Tuesday, 04 January 2022 01:00 PM

RALEIGH, NC / ACCESSWIRE / January 4, 2022 / Our hospitals are a far cry from the days when they did not have facilities to sufficiently clean the hands of physicians or the wounds of patients. Now over 300 million major procedures are performed each year globally. $500M is spent across a small fraction to assess if blood flow is adequate before closing procedures.

Scinovia, Tuesday, January 4, 2022, Press release picture

Shown: Visualization of coronary blood flow speeds (left).
Latest imaging head unit on future optional robotic arm (right).

As far as medicine has come, surgeons still lack a quick way to quantitatively assess if blood flow in their patients is good or bad during procedures. This inability can lead to missed complications during heart bypasses, organ transplants, and many other surgeries, which can lead to costly readmissions and longer recoveries.

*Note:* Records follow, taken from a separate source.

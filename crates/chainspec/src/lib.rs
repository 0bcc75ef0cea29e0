//! The chain-capability collaborator consensus and the EVM blockhash
//! provider consult (spec.md §9 "Service injection").
//!
//! The upstream source resolves these capabilities through a capability
//! effect runtime; this core reimplements that as an explicit trait object
//! passed by shared reference into the constructor of its dependents,
//! following the "Service injection" design note.

use alloy_primitives::Address;

/// Capabilities consumed by the consensus and blockhash-resolution layers.
///
/// Implementations are expected to be cheap to clone (a thin handle over a
/// static or `Arc`-backed fork table) since every header validated and
/// every `BLOCKHASH` lookup consults it.
pub trait ReleaseSpec: Send + Sync + 'static {
    /// `true` once EIP-2935 (ancestor hashes in state) is active, switching
    /// [`crate::BlockhashProvider`] from the legacy cache-backed strategy to
    /// reading the system contract's storage (spec.md §4.5).
    fn is_blockhash_in_state_available(&self, block_number: u64) -> bool;

    /// Capacity of the EIP-2935 ring buffer. Left opaque by spec.md §9's
    /// open question — this is consumed, never hard-coded, by callers.
    fn blockhash_ring_buffer_size(&self) -> u64;

    /// Address of the EIP-2935 history-storage system contract.
    fn blockhash_system_contract(&self) -> Address;

    /// `true` once EIP-1559 is active (affects header base-fee validation).
    fn is_london_active(&self, block_number: u64) -> bool;

    /// `true` once EIP-4844 is active (affects header blob-gas validation).
    fn is_cancun_active(&self, block_number: u64, timestamp: u64) -> bool;
}

/// The canonical [`ReleaseSpec`] for Ethereum mainnet-shaped chains: every
/// capability activates at block `0`, i.e. the chain is always post-merge,
/// post-London, post-Cancun — matching this core's scope (spec.md §1 scopes
/// out "fork-activation table beyond `ReleaseSpec`").
#[derive(Debug, Clone, Copy, PartialEq, Eq)]
pub struct EthereumReleaseSpec {
    blockhash_in_state_from: u64,
    london_from: u64,
    cancun_from: u64,
    ring_buffer_size: u64,
    system_contract: Address,
}

/// `HISTORY_STORAGE_ADDRESS` from EIP-2935.
const EIP2935_HISTORY_STORAGE_ADDRESS: Address =
    Address::new(alloy_primitives::hex!("0000F90827F1C53a10cb7A02335B175320002935"));

/// `HISTORY_SERVE_WINDOW` from EIP-2935: how many ancestor hashes the ring
/// buffer retains.
const EIP2935_RING_BUFFER_SIZE: u64 = 8_192;

impl EthereumReleaseSpec {
    /// A spec where every fork is active from genesis onward.
    pub const fn mainnet_shaped() -> Self {
        Self {
            blockhash_in_state_from: 0,
            london_from: 0,
            cancun_from: 0,
            ring_buffer_size: EIP2935_RING_BUFFER_SIZE,
            system_contract: EIP2935_HISTORY_STORAGE_ADDRESS,
        }
    }

    /// A spec where EIP-2935 activates at `block_number` (useful for tests
    /// exercising the legacy-to-ring-buffer transition).
    pub const fn with_blockhash_in_state_from(mut self, block_number: u64) -> Self {
        self.blockhash_in_state_from = block_number;
        self
    }
}

impl Default for EthereumReleaseSpec {
    fn default() -> Self {
        Self::mainnet_shaped()
    }
}

impl ReleaseSpec for EthereumReleaseSpec {
    fn is_blockhash_in_state_available(&self, block_number: u64) -> bool {
        block_number >= self.blockhash_in_state_from
    }

    fn blockhash_ring_buffer_size(&self) -> u64 {
        self.ring_buffer_size
    }

    fn blockhash_system_contract(&self) -> Address {
        self.system_contract
    }

    fn is_london_active(&self, block_number: u64) -> bool {
        block_number >= self.london_from
    }

    fn is_cancun_active(&self, block_number: u64, _timestamp: u64) -> bool {
        block_number >= self.cancun_from
    }
}
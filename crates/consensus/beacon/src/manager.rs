use alloy_primitives::BlockNumber;
use parking_lot::Mutex;
use reth_blockchain_tree_api::{BlockTree, BlockchainTreeError};
use reth_primitives::Block;
use reth_primitives_traits::{BlockHash, ZERO_HASH};
use tokio_stream::wrappers::UnboundedReceiverStream;

use crate::{
    events::{ChainEvent, EventListeners},
    state::{BlockchainState, ForkChoiceState},
};

/// Tracks fork-choice state and genesis identity on top of a borrowed
/// [`BlockTree`], publishing [`ChainEvent`]s as that state changes (C7,
/// spec.md §4.6).
///
/// Per spec.md §3 "Ownership", `ChainManager` uniquely owns its
/// [`BlockchainState`] and event bus but borrows the tree; this struct
/// models that borrow as an owned, mutex-guarded `T` so it stays
/// `Send + Sync` without requiring callers to manage lifetimes across an
/// async boundary.
#[derive(Debug)]
pub struct ChainManager<T> {
    tree: Mutex<T>,
    state: Mutex<BlockchainState>,
    events: EventListeners<ChainEvent>,
}

impl<T: BlockTree> ChainManager<T> {
    /// Builds a manager over `tree`, with no genesis initialized yet.
    pub fn new(tree: T) -> Self {
        Self { tree: Mutex::new(tree), state: Mutex::new(BlockchainState::default()), events: EventListeners::default() }
    }

    /// A snapshot of the current state. Cheap: the state is small and
    /// `Clone`.
    pub fn state(&self) -> BlockchainState {
        self.state.lock().clone()
    }

    /// Subscribes to chain events. Dropping the returned stream
    /// unsubscribes (spec.md §4.6 "Event bus").
    pub fn subscribe(&self) -> UnboundedReceiverStream<ChainEvent> {
        self.events.subscribe()
    }

    /// One-shot genesis initialization (spec.md §4.6, I5).
    pub fn initialize_genesis(
        &self,
        hash: BlockHash,
        genesis: Block,
    ) -> Result<(), BlockchainTreeError> {
        let mut state = self.state.lock();
        if state.genesis_hash.is_some() {
            return Err(BlockchainTreeError::GenesisAlreadyInitialized);
        }
        if genesis.header.number != 0 || genesis.header.parent_hash != ZERO_HASH {
            return Err(BlockchainTreeError::InvalidGenesisBlock);
        }

        let mut tree = self.tree.lock();
        tree.put_block(hash, genesis)?;
        tree.set_canonical_head(hash)?;
        drop(tree);

        state.genesis_hash = Some(hash);
        state.head_hash = Some(hash);
        state.head_number = Some(0);
        state.best_known_number = Some(0);
        state.best_suggested_hash = Some(hash);
        state.best_suggested_number = Some(0);
        state.fork_choice = ForkChoiceState::new(hash);
        drop(state);

        tracing::debug!(target: "consensus::beacon", ?hash, "genesis initialized");
        self.events.notify(ChainEvent::GenesisInitialized { hash });
        self.events.notify(ChainEvent::CanonicalHeadUpdated { hash, number: 0 });
        Ok(())
    }

    /// Promotes `hash` to canonical head, verifying the walk resolves to
    /// the initialized genesis (spec.md §4.6).
    pub fn set_canonical_head(&self, hash: BlockHash) -> Result<(), BlockchainTreeError> {
        let mut state = self.state.lock();
        let genesis_hash = state.genesis_hash.ok_or(BlockchainTreeError::GenesisNotInitialized)?;

        let mut tree = self.tree.lock();
        tree.set_canonical_head(hash)?;
        if tree.canonical_hash_at(0) != Some(genesis_hash) {
            return Err(BlockchainTreeError::GenesisMismatch);
        }
        let number = tree.head_block_number().ok_or(BlockchainTreeError::GenesisMismatch)?;
        drop(tree);

        state.head_hash = Some(hash);
        state.head_number = Some(number);
        state.best_known_number = Some(state.best_known_number.unwrap_or(0).max(number));
        drop(state);

        tracing::debug!(target: "consensus::beacon", ?hash, number, "canonical head updated");
        self.events.notify(ChainEvent::CanonicalHeadUpdated { hash, number });
        Ok(())
    }

    /// Applies a new fork-choice triple, validating `head`'s ancestry (and
    /// the mere presence of `safe`/`finalized`) without promoting it to
    /// canonical (spec.md §4.6).
    pub fn fork_choice_updated(&self, update: ForkChoiceState) -> Result<(), BlockchainTreeError> {
        let mut state = self.state.lock();
        state.genesis_hash.ok_or(BlockchainTreeError::GenesisNotInitialized)?;

        let tree = self.tree.lock();
        tree.validate_chain_to_genesis(update.head)?;
        for optional in [update.safe, update.finalized].into_iter().flatten() {
            if !tree.has_block(optional) {
                return Err(BlockchainTreeError::BlockNotFound(optional));
            }
        }
        drop(tree);

        state.fork_choice = update;
        drop(state);

        tracing::debug!(target: "consensus::beacon", ?update, "fork choice updated");
        self.events.notify(ChainEvent::ForkChoiceUpdated { state: update });
        Ok(())
    }

    /// Inserts `block` and publishes `BlockSuggested`; if its number is a
    /// new high, also updates and publishes the best-suggested pointer
    /// (spec.md §4.6).
    pub fn suggest_block(&self, hash: BlockHash, block: Block) -> Result<(), BlockchainTreeError> {
        let number: BlockNumber = block.header.number;
        self.tree.lock().put_block(hash, block)?;

        tracing::debug!(target: "consensus::beacon", ?hash, number, "block suggested");
        self.events.notify(ChainEvent::BlockSuggested { hash, number });

        let mut state = self.state.lock();
        let is_new_best = state.best_suggested_number.is_none_or(|best| number > best);
        if is_new_best {
            state.best_suggested_hash = Some(hash);
            state.best_suggested_number = Some(number);
            state.best_known_number = Some(state.best_known_number.unwrap_or(0).max(number));
        }
        drop(state);

        if is_new_best {
            self.events.notify(ChainEvent::BestSuggestedBlock { hash, number });
        }
        Ok(())
    }
}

To help patients to have safer, more optimal outcomes, Scinovia, founded by its CEO, Jim Sund (PhD, MBA), has created VUFLOW, a technology which aims to provide surgeons with real-time, non-contact readings of blood flow.

The Problem: Knowing if Blood Flow Is Good or Needs Attention

Scinovia believes that the issue with today's technology for measuring blood flow is that it's outdated. "It has been around since the early 1960s and centers on using ultrasound probe technologies or chemical dyes," the company states. "At the time it was all invented, it was certainly helpful, but now, with the resources we have in 2021, we believe that it is time to upgrade the technology that surgeons use to faster, non-contact, and more data-driven methods."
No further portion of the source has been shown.